As a starting point, the mockups contain four potential statuses:

Active: The alert is actively firing
OK: The alert is running periodically and not firing anything
Error: The alert is throwing errors during execution
No Data: I'm thinking this is when the alert didn't run yet?

Is there any proposal for different statuses?

cc @elastic/kibana-stack-services @alexfrancoeur @peterschretlen

Alerting Alerting Services discuss

Source

mikecote

Most helpful comment

Mike and I just had a chat about the alert status, trying to figure out when to "calculate" it, and where it should be stored.

We ruled out "storing" it in the event log, or calculating it from the event log, as the event log is a stream of documents that can be difficult to reason over - we always want the "latest" thing, but that could possibly have been deleted by ILM, or delayed because of latency of buffered writing of the event log. The event log can also be disabled.

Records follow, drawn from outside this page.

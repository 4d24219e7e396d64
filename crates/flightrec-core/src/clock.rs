// flightrec-core/src/clock.rs
// ============================================================================
// Module: Clock
// Description: Wall-clock timestamp formatting for newly created rows.
// Purpose: Produce the ISO-8601 strings every persisted timestamp column
//          uses, in one place.
// Dependencies: time
// ============================================================================

//! ## Overview
//! Every "defaults to now" field in the ingest/append/fork/create paths goes
//! through [`now_iso8601`]. Lexicographic ordering of the produced strings
//! matches chronological ordering, per the persisted-timestamp contract.

use time::OffsetDateTime;
use time::format_description::well_known::Rfc3339;

/// Returns the current wall-clock time as an RFC 3339 / ISO-8601 string.
#[must_use]
pub fn now_iso8601() -> String {
    OffsetDateTime::now_utc()
        .format(&Rfc3339)
        .unwrap_or_else(|_| String::from("1970-01-01T00:00:00Z"))
}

Seems like the best place is in the alert SO itself. This status would be set/reset when the alert executor is run.

Here's the current shape of the alert SO:

https://github.com/elastic/kibana/blob/6ee2460ebc0ccb673a13368cc05af861df19cd2e/x-pack/plugins/alerts/server/types.ts#L99-L117

We think adding a new top-level object is probably appropriate, I'll name it executionStatus here to make it clear this is the status of the execution (eg, nothing to do with muted/throttled/enabled/etc)

  executionStatus: {
    status: 'OK' | 'Active' | 'Error' | 'NoData';
    date: string;
    error: {
      reason: string;
      message: string;
    };
  };

status corresponds with the general status's we've discussed above.

date is the date the alert executor ran

We're only capturing one error now, as we can only have one error right now (the error is thrown, preventing further processing) - in the future if we hope to capture action execution errors as well, we might want multiple to accommodate multiple action errors (that also basically assumes actions would be run in the same task as the alert executor - something we may need to do in the future for other reasons). Something to think about ... We could certainly make it a nested object in terms of ES, if we think we may need it.

error.reason is some kind of string enumeration that will narrow down _where_ the error occurred; eg, get-failed, decryption-failed, alert-function-failed, (future thinking, actions-failed).

error.message is the thrown error message, probably in cases duplicating some of the error.reason part, eg error decrypting alert: <message from ESO here>.

We'd calculate this value whenever it was time to run the alert function. We'd like to capture ANY failure, from work before the function runs, including getting the alert, decrypting it, etc; up through the actual execution. Not sure if there's anything we'd want to catch AFTER the alert function runs (ignoring action execution for the moment), like an error during some kind of cleanup.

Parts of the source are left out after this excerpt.